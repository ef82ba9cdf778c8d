//! Canonical site keys derived from navigation URLs.

use url::Url;

/// Extract the canonical domain for a URL.
///
/// The key is the lowercased host with any `www.` prefix, userinfo, port,
/// path, query and fragment removed. Returns `None` for empty input and for
/// URLs that have no host (`about:blank`, `mailto:`, `file:///...`).
pub fn extract_domain(url: &str) -> Option<String> {
    let url = url.trim();
    if url.is_empty() {
        return None;
    }

    primary_host(url).or_else(|| fallback_host(url))
}

enum SchemeSplit<'a> {
    /// `scheme://rest`, or no scheme at all
    Hierarchical(&'a str),
    /// `scheme:rest` with no authority
    Opaque,
}

fn split_scheme(url: &str) -> SchemeSplit<'_> {
    let Some(colon) = url.find(':') else {
        return SchemeSplit::Hierarchical(url);
    };
    let (scheme, after) = url.split_at(colon);
    let after = after.strip_prefix(':').unwrap_or(after);

    if !is_scheme(scheme) {
        return SchemeSplit::Hierarchical(url);
    }
    if let Some(rest) = after.strip_prefix("//") {
        return SchemeSplit::Hierarchical(rest);
    }
    // "example.com:8080/..." is a host with a port, not a scheme
    if after.is_empty() || after.starts_with(|c: char| c.is_ascii_digit()) {
        return SchemeSplit::Hierarchical(url);
    }
    SchemeSplit::Opaque
}

fn is_scheme(candidate: &str) -> bool {
    let mut chars = candidate.chars();
    match chars.next() {
        Some(first) if first.is_ascii_alphabetic() => {
            chars.all(|c| c.is_ascii_alphanumeric() || matches!(c, '+' | '-' | '.'))
        }
        _ => false,
    }
}

fn primary_host(url: &str) -> Option<String> {
    let rest = match split_scheme(url) {
        SchemeSplit::Hierarchical(rest) => rest,
        SchemeSplit::Opaque => return None,
    };

    let authority_len = rest.find(['/', '?', '#']).unwrap_or(rest.len());
    let (authority, _) = rest.split_at(authority_len);
    let host_port = match authority.rfind('@') {
        Some(at) => authority.split_at(at + 1).1,
        None => authority,
    };

    let host = strip_www(host_port);
    let host = if host.starts_with('[') {
        // IPv6 literal keeps its brackets and drops the port
        match host.find(']') {
            Some(close) => host.split_at(close + 1).0,
            None => return None,
        }
    } else {
        let end = host.find(':').unwrap_or(host.len());
        host.split_at(end).0
    };

    normalize(host)
}

fn fallback_host(url: &str) -> Option<String> {
    let parsed = Url::parse(url).ok()?;
    parsed.host_str().and_then(|host| normalize(strip_www(host)))
}

fn strip_www(host: &str) -> &str {
    match host.get(..4) {
        Some(prefix) if prefix.eq_ignore_ascii_case("www.") => host.get(4..).unwrap_or(""),
        _ => host,
    }
}

fn normalize(host: &str) -> Option<String> {
    let host = host.trim_end_matches('.');
    if host.is_empty() {
        None
    } else {
        Some(host.to_ascii_lowercase())
    }
}
//! JSON key-value storage shared by every component.
//!
//! All access goes through one `Arc<Mutex<Database>>`. Read-modify-write
//! sequences run under that lock inside a SQLite transaction, so concurrent
//! callers can not interleave between the read and the write.

use crate::clock::Clock;
use crate::db::{read_value, write_value, Database};
use crate::error::AppError;
use log::warn;
use rusqlite::Connection;
use serde::de::DeserializeOwned;
use serde::Serialize;
use std::sync::{Arc, Mutex, MutexGuard};

/// Keys of the persisted layout, shared with the extension UI.
#[derive(Debug, Clone, Copy, PartialEq, Eq)]
pub enum StoreKey {
    UsageData,
    TempBlocklist,
    PermanentBlocklist,
    ViolationLogs,
    FocusSessionEndTime,
    UserPin,
}

impl StoreKey {
    pub fn as_str(&self) -> &'static str {
        match self {
            StoreKey::UsageData => "usageData",
            StoreKey::TempBlocklist => "tempBlocklist",
            StoreKey::PermanentBlocklist => "permanentBlocklist",
            StoreKey::ViolationLogs => "violationLogs",
            StoreKey::FocusSessionEndTime => "focusSessionEndTime",
            StoreKey::UserPin => "userPin",
        }
    }
}

#[derive(Clone)]
pub struct Store {
    db: Arc<Mutex<Database>>,
    clock: Arc<dyn Clock>,
}

impl Store {
    pub fn new(db: Arc<Mutex<Database>>, clock: Arc<dyn Clock>) -> Self {
        Self { db, clock }
    }

    pub fn clock(&self) -> &Arc<dyn Clock> {
        &self.clock
    }

    fn lock_db(&self) -> MutexGuard<'_, Database> {
        match self.db.lock() {
            Ok(guard) => guard,
            Err(poisoned) => {
                warn!("Store: database mutex was poisoned, recovering");
                poisoned.into_inner()
            }
        }
    }

    pub fn get<T: DeserializeOwned>(&self, key: StoreKey) -> Result<Option<T>, AppError> {
        let db = self.lock_db();
        read_value(db.connection(), key.as_str())
    }

    pub fn get_or_default<T: DeserializeOwned + Default>(&self, key: StoreKey) -> Result<T, AppError> {
        Ok(self.get(key)?.unwrap_or_default())
    }

    pub fn set<T: Serialize + ?Sized>(&self, key: StoreKey, value: &T) -> Result<(), AppError> {
        let db = self.lock_db();
        write_value(db.connection(), key.as_str(), value, self.clock.now_millis())
    }

    /// Read `key` (default when absent), let `f` mutate it, and write it back
    /// in one transaction.
    pub fn update<T, R, F>(&self, key: StoreKey, f: F) -> Result<R, AppError>
    where
        T: Serialize + DeserializeOwned + Default,
        F: FnOnce(&mut T) -> R,
    {
        self.transaction(|txn| {
            let mut value: T = txn.get_or_default(key)?;
            let out = f(&mut value);
            txn.set(key, &value)?;
            Ok(out)
        })
    }

    /// Run `f` against several keys atomically. Nothing is persisted if `f`
    /// returns an error.
    pub fn transaction<R, F>(&self, f: F) -> Result<R, AppError>
    where
        F: FnOnce(&StoreTxn<'_>) -> Result<R, AppError>,
    {
        let db = self.lock_db();
        let tx = db.connection().unchecked_transaction()?;
        let out = f(&StoreTxn {
            conn: &tx,
            now_ms: self.clock.now_millis(),
        })?;
        tx.commit()?;
        Ok(out)
    }
}

/// View of the store inside a [`Store::transaction`].
pub struct StoreTxn<'a> {
    conn: &'a Connection,
    now_ms: i64,
}

impl StoreTxn<'_> {
    pub fn get<T: DeserializeOwned>(&self, key: StoreKey) -> Result<Option<T>, AppError> {
        read_value(self.conn, key.as_str())
    }

    pub fn get_or_default<T: DeserializeOwned + Default>(&self, key: StoreKey) -> Result<T, AppError> {
        Ok(self.get(key)?.unwrap_or_default())
    }

    pub fn set<T: Serialize + ?Sized>(&self, key: StoreKey, value: &T) -> Result<(), AppError> {
        write_value(self.conn, key.as_str(), value, self.now_ms)
    }
}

Task to carry out = Return all lines from the data above with "after" in them.

Expected answer =
    let (scheme, after) = url.split_at(colon);
    let after = after.strip_prefix(':').unwrap_or(after);
    if let Some(rest) = after.strip_prefix("//") {
    if after.is_empty() || after.starts_with(|c: char| c.is_ascii_digit()) {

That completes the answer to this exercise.